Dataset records

•••••

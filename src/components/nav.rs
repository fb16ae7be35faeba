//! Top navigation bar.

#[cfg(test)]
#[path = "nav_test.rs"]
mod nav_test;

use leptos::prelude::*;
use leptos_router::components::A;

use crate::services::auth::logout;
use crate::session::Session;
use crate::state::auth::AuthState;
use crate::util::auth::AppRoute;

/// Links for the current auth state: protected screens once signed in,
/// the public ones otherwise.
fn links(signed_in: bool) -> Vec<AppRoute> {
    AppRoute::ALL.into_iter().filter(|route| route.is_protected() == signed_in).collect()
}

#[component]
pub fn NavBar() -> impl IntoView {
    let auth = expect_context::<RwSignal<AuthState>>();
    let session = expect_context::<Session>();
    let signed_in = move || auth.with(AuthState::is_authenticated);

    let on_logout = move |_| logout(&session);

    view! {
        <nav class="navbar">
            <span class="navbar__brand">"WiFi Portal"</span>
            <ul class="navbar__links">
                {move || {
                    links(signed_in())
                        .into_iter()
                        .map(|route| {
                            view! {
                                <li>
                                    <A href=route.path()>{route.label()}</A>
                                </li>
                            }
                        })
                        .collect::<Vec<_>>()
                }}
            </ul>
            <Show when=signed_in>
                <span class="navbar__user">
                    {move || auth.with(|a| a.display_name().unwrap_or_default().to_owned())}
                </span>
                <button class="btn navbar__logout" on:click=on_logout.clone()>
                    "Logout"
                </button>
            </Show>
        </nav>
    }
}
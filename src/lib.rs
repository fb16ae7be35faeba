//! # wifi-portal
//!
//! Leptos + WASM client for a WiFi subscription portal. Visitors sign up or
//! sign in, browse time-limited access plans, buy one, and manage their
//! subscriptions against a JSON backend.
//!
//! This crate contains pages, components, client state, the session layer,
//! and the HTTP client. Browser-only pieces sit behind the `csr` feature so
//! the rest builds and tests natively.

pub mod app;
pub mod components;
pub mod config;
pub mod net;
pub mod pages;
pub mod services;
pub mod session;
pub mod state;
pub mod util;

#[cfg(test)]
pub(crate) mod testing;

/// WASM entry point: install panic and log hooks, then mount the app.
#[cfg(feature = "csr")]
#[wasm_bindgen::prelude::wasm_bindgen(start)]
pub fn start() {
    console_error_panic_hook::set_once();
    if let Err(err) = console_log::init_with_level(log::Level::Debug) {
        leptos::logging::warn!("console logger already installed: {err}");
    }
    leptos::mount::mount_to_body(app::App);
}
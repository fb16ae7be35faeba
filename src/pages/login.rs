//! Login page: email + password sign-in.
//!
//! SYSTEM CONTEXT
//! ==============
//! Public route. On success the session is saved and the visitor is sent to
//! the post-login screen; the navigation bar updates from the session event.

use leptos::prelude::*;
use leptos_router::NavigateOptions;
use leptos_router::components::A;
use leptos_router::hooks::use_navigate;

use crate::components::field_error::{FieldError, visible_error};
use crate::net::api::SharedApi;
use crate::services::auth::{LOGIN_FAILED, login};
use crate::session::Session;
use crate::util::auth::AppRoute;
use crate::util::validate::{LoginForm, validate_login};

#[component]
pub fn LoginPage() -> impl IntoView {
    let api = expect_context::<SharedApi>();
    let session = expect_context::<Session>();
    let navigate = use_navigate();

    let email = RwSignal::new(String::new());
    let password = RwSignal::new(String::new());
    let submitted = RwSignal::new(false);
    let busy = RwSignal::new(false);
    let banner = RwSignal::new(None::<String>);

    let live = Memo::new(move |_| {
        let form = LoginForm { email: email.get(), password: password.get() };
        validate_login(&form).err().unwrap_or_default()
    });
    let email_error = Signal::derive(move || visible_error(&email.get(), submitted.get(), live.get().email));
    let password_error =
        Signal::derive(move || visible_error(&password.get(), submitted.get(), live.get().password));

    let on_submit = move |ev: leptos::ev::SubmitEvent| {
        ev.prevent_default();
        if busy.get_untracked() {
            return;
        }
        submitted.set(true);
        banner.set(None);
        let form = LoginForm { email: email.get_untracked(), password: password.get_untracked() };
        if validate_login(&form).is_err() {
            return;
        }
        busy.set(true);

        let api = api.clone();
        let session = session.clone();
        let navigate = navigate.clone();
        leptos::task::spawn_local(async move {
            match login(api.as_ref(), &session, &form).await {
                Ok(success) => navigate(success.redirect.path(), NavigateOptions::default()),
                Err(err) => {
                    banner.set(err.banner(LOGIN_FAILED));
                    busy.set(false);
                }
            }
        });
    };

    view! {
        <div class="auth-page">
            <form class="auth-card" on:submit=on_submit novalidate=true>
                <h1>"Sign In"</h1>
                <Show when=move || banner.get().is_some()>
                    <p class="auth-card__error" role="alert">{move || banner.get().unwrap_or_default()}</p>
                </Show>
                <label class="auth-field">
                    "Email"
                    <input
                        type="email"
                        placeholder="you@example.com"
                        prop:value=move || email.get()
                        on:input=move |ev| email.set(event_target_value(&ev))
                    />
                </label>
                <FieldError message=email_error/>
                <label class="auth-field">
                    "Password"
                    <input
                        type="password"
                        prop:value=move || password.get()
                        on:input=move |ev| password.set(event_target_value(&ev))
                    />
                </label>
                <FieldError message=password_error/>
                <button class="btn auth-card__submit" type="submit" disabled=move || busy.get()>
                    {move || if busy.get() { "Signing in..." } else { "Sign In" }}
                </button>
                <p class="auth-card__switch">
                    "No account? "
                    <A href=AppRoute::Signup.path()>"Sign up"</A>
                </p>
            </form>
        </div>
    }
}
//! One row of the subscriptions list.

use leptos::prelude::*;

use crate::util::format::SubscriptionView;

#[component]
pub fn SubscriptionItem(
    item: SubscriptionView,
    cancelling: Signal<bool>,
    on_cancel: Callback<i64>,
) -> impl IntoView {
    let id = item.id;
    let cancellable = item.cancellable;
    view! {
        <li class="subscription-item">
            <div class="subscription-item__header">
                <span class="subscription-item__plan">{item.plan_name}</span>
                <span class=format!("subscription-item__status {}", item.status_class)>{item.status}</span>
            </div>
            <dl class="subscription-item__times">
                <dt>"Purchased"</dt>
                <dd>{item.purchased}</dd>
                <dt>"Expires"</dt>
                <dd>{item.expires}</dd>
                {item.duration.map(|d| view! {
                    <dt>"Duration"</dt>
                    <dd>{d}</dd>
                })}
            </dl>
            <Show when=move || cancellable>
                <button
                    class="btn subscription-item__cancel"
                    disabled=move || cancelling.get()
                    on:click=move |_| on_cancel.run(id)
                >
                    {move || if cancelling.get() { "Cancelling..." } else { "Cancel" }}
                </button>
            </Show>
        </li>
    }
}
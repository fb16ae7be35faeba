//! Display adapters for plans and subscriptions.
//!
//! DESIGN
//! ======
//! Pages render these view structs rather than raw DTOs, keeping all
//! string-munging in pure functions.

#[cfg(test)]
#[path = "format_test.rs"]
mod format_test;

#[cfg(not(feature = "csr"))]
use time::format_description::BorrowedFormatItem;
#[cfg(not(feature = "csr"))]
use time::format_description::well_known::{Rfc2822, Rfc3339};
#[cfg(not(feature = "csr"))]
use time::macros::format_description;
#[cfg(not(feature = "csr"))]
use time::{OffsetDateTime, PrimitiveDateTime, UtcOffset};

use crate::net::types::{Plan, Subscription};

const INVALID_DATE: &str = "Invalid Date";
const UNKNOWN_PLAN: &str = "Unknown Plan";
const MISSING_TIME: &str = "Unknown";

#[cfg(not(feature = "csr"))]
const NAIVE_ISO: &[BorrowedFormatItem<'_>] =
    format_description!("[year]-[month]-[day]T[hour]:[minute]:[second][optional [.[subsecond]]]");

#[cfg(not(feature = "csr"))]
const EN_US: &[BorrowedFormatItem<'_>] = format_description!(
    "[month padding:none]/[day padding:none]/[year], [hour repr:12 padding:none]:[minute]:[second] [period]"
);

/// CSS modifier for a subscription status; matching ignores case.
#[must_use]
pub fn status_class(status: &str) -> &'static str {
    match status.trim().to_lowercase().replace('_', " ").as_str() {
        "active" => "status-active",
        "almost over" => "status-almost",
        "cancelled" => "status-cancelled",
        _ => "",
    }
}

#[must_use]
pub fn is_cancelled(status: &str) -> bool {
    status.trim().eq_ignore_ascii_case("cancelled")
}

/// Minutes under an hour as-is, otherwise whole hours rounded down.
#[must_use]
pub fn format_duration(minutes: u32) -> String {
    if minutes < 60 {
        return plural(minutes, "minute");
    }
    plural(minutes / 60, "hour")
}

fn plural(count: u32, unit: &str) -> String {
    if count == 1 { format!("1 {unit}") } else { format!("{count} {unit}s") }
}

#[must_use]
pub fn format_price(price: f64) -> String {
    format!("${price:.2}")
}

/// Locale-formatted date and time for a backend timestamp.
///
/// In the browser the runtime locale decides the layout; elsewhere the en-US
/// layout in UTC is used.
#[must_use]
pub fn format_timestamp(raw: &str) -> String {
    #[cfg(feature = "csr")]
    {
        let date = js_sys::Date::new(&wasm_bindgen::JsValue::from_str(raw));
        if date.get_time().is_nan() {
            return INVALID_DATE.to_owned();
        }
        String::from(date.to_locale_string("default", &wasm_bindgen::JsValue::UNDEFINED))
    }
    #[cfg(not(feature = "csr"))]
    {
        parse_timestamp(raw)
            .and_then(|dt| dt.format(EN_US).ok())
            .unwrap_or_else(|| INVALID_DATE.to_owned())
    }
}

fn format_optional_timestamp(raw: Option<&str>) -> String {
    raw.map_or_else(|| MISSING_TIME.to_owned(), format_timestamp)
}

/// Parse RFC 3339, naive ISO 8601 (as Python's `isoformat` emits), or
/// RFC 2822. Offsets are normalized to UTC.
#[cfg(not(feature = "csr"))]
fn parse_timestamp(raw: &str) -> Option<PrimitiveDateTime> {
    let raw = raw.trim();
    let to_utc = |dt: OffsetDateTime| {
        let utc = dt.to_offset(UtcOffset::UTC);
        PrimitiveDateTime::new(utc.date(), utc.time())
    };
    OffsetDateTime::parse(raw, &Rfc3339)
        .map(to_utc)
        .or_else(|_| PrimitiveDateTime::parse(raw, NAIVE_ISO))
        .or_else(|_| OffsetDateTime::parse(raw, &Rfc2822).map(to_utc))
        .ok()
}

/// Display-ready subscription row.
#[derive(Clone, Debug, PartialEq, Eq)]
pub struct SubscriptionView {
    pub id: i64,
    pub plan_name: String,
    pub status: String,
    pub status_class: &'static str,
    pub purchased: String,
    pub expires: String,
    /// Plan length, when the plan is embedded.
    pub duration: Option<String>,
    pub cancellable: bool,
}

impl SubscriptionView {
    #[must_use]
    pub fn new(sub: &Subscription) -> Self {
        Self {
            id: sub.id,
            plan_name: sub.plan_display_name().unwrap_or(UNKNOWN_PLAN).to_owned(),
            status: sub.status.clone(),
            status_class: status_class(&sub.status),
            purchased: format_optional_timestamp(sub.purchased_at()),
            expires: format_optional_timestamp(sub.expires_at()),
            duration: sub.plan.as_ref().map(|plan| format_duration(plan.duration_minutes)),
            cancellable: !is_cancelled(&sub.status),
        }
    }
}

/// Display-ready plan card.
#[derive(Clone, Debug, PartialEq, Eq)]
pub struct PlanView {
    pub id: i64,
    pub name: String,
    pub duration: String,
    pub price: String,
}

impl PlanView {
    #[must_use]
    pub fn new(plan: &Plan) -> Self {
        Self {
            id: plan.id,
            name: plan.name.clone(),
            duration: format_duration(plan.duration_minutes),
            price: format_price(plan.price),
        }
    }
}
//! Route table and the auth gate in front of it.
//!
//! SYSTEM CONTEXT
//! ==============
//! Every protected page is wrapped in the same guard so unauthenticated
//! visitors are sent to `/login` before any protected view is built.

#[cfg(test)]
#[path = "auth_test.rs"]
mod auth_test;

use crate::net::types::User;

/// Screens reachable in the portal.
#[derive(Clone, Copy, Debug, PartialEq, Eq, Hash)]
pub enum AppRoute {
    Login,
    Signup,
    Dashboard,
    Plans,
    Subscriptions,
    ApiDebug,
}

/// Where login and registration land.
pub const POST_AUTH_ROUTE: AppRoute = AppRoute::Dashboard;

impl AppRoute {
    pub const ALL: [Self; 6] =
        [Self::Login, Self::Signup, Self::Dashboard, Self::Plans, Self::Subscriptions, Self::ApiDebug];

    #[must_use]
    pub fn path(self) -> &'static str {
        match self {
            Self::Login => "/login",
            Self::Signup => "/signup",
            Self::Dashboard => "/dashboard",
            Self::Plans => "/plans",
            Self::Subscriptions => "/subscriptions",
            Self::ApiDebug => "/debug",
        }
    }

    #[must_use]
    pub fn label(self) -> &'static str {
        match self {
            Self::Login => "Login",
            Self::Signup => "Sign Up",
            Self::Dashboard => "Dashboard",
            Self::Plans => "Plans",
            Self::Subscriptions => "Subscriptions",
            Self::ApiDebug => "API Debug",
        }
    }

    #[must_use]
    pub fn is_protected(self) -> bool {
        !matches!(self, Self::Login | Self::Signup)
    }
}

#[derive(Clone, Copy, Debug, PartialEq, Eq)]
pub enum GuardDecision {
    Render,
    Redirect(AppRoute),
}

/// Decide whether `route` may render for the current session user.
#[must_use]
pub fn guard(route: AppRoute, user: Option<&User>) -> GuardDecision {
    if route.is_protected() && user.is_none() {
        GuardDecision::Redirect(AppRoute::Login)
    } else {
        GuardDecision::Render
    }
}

•••••

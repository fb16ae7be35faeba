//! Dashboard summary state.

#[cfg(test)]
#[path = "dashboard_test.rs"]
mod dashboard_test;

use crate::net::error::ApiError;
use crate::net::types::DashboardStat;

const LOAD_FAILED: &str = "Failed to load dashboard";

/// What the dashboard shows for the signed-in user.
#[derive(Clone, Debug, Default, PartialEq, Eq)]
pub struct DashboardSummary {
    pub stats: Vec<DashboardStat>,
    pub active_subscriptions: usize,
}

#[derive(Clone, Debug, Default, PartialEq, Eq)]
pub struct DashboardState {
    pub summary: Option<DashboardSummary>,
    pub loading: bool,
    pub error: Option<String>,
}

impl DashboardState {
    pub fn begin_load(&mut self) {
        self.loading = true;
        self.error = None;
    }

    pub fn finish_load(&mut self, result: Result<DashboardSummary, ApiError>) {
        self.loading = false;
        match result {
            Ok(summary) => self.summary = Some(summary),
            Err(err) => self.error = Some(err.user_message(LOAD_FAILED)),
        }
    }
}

•••••

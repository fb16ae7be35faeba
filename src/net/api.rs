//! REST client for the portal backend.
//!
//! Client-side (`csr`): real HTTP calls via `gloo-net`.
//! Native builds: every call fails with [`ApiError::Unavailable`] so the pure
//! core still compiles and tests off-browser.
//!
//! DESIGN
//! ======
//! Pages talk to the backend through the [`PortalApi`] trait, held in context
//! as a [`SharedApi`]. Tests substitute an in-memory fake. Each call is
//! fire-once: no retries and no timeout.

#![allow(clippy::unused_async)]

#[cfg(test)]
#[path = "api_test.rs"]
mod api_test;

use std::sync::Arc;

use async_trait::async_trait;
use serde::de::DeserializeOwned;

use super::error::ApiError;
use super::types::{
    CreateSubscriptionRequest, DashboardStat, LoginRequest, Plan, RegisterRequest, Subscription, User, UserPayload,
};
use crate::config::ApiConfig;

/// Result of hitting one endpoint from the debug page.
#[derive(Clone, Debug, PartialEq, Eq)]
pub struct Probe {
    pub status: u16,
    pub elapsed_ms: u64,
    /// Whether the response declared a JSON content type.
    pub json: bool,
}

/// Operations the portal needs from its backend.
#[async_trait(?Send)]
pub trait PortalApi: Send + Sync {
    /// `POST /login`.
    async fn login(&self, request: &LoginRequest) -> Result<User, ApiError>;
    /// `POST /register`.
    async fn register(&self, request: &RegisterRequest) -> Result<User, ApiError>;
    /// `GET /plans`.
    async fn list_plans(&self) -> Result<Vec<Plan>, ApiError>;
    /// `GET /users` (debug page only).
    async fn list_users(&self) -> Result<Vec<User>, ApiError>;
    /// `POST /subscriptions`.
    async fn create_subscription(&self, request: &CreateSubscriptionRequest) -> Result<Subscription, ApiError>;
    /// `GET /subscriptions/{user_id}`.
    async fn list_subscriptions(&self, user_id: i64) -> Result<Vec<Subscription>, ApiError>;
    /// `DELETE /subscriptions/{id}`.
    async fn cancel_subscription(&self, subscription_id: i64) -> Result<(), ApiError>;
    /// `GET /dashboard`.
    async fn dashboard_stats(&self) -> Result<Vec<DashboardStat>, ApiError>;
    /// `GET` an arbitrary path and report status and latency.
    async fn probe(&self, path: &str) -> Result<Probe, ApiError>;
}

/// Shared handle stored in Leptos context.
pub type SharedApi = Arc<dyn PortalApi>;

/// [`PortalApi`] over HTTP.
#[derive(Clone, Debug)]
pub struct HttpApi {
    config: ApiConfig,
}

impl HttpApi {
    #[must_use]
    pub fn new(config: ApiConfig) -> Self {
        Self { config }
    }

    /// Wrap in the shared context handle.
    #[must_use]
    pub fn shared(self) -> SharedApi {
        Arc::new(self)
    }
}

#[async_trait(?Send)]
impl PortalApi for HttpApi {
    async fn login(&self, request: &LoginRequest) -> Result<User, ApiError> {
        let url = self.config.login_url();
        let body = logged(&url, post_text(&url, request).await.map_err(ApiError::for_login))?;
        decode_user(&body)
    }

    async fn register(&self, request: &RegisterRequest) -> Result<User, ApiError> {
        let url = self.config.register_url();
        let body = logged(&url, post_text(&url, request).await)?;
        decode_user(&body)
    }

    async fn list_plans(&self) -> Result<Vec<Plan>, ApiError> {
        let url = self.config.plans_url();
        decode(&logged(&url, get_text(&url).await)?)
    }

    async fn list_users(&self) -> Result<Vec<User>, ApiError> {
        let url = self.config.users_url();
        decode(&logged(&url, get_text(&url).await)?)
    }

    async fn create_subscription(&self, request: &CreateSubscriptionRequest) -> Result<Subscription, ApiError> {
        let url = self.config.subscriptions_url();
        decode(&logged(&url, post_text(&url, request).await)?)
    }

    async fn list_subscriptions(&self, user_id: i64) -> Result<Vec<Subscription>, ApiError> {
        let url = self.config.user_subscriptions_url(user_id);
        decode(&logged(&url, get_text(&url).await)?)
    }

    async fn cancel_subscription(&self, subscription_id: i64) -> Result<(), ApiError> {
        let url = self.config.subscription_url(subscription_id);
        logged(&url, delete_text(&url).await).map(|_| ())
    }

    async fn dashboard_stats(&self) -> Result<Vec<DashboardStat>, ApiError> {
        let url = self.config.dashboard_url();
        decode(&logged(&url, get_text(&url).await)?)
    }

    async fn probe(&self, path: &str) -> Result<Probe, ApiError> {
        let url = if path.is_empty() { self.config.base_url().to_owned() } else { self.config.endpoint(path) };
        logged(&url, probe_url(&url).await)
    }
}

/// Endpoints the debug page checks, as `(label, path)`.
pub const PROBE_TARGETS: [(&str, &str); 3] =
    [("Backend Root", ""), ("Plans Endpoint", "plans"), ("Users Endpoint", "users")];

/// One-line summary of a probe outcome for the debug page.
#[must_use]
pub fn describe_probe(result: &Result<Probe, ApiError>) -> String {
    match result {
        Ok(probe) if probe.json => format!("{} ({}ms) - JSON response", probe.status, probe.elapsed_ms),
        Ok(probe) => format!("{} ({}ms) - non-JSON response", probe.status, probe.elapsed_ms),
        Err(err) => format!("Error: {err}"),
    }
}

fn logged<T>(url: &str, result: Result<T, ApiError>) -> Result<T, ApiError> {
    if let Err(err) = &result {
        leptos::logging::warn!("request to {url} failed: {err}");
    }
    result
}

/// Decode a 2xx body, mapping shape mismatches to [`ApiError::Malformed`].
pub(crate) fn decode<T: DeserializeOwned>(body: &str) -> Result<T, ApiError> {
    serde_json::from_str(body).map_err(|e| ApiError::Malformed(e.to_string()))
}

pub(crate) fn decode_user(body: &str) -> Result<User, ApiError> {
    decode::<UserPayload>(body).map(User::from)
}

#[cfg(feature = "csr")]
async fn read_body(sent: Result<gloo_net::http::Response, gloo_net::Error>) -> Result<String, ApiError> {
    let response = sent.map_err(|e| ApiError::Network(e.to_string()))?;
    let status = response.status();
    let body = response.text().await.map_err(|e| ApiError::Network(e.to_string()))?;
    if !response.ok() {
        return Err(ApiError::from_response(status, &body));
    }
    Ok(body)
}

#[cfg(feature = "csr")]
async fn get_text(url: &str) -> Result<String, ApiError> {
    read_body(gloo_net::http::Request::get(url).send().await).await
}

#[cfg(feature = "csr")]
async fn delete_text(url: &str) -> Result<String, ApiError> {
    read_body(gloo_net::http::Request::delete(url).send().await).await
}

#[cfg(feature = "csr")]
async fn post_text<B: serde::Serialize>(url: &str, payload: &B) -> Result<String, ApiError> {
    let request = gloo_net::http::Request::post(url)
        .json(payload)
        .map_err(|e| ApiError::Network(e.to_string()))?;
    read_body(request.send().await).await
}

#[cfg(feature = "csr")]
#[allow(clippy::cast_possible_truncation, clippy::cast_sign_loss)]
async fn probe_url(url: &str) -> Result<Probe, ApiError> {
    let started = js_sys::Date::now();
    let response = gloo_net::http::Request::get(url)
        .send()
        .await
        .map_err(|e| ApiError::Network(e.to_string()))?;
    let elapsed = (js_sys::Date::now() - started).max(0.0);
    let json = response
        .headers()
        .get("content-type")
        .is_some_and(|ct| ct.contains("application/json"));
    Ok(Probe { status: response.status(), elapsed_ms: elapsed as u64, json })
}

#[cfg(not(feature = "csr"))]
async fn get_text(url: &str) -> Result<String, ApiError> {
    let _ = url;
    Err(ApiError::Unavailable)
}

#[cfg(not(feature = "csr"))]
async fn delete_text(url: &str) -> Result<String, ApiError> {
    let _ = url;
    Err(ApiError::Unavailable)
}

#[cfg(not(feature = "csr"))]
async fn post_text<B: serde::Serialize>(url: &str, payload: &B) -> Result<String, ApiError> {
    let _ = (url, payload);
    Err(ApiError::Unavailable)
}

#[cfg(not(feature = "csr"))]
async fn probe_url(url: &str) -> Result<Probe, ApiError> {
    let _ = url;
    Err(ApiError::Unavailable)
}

•••••

TASK
Where does the word "Malformed" appear in the records? Copy every line that holds it.

WRITTEN SOLUTION
/// Decode a 2xx body, mapping shape mismatches to [`ApiError::Malformed`].
    serde_json::from_str(body).map_err(|e| ApiError::Malformed(e.to_string()))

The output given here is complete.